Posted on February 29, 2012 by W. Keller
By William Keller
Last year, student teaching at Lander Grinspoon Academy, I was thrown into teaching on my first day. Although I was flustered by the flurry of activity I wasn’t ready for, I felt like I was a part of the school immediately. Here at Maimo everybody has been welcoming, but for the most part I feel like I’ve been wandering these halls trying to find my place for the past two days.

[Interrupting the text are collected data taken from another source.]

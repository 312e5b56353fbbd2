use chrono::Datelike;
use lather_ledger::grid::year_before;

use crate::cli::GlobalFlags;
use crate::cli::subcommands::{CalendarCommands, CalendarMonthArgs};
use crate::context::AppContext;
use crate::output::calendar::{MonthView, YearView, output_month, output_year};
use crate::ui;

/// Handle `lather calendar <subcommand>`.
pub fn handle(action: &CalendarCommands, ctx: &AppContext, flags: &GlobalFlags) -> anyhow::Result<()> {
    match action {
        CalendarCommands::Month(args) => month(args, ctx, flags),
        CalendarCommands::Year => year(ctx, flags),
    }
}

fn month(args: &CalendarMonthArgs, ctx: &AppContext, flags: &GlobalFlags) -> anyhow::Result<()> {
    let anchor = args.anchor.unwrap_or_else(|| ctx.ledger.today());
    let date = anchor.date();

    let view = MonthView {
        year: date.year(),
        month: date.month(),
        first_weekday: ctx.ledger.options().first_weekday,
        recorded: ctx.ledger.count_in_month(date.year(), date.month())?,
        cells: ctx.ledger.build_month_grid(anchor),
    };
    output_month(&view, flags.format, ui::prefs().color)
}

fn year(ctx: &AppContext, flags: &GlobalFlags) -> anyhow::Result<()> {
    let today = ctx.ledger.today();

    let view = YearView {
        start: year_before(today),
        end: today,
        first_weekday: ctx.ledger.options().first_weekday,
        recorded: ctx.ledger.count_last_year(),
        cells: ctx.ledger.build_year_heatmap(),
    };
    output_year(&view, flags.format, ui::prefs().color)
}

The students have been really nice to me but I feel like a skillsaw scrapping the top of the piece of wood I’m supposed to cut – unable to find traction and dig into what I’m supposed to be doing here. I feel like I finally had my breakthrough experience after lunch on my second day. After the students finish lunch they participate in chugim (clubs with different focuses) such as strategic games, photography, running, sports, leadership etc. I found a student on his own unsure of what to do because he had just transferred to the school from Israel, had limited English and didn’t know where he needed to be. I suggested we find the list of chugim and pick one that worked for him. He settled on sports and a few minutes later he was running around engaging with his peers – not worried about language because everybody on the court spoke basketball. As I watched him I realized that I needed to find my activity to bring me in.

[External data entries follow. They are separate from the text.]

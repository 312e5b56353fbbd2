pub mod auth;
pub mod calendar;
pub mod classify;
pub mod dispatch;
pub mod log;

I noticed another student off to the side doing what looked to me like pretend sword fighting yoga meditation and asked him what we has up to. We ended up having a 20 minute conversation about different types of fencing and debating the merits of the Italian versus the German broadsword (something I know next to nothing about). After we concluded that the Italian sword was unequivocally better we ended up in the midst of a game of three flies up and after that we were invited to watch a student demonstrate his skills with something called a Chinese Yo-Yo.
Before I knew it, I felt my awkwardness melting away as I was reminded of what I was really doing there. Our internships are, of course, about our progress as teachers and exploring our identities as educators but if we come into this experience just looking out for ourselves ultimately we won’t be successful. We need to look at our larger goals as educators – we are here for the students. We are here to help facilitate these students finding their passions – whether they be fencing, Chinese Yo – Yo or Talmud.
I’m relieved – I was getting more and more nervous about being in a new and unique environment and not knowing what to do but this experience reminded me that while the environment is important and improving our teaching is our short term goal we need to be open to taking the long road through the students interests before reaching the material. I’m feeling good and looking forward to what else my internship has to offer now!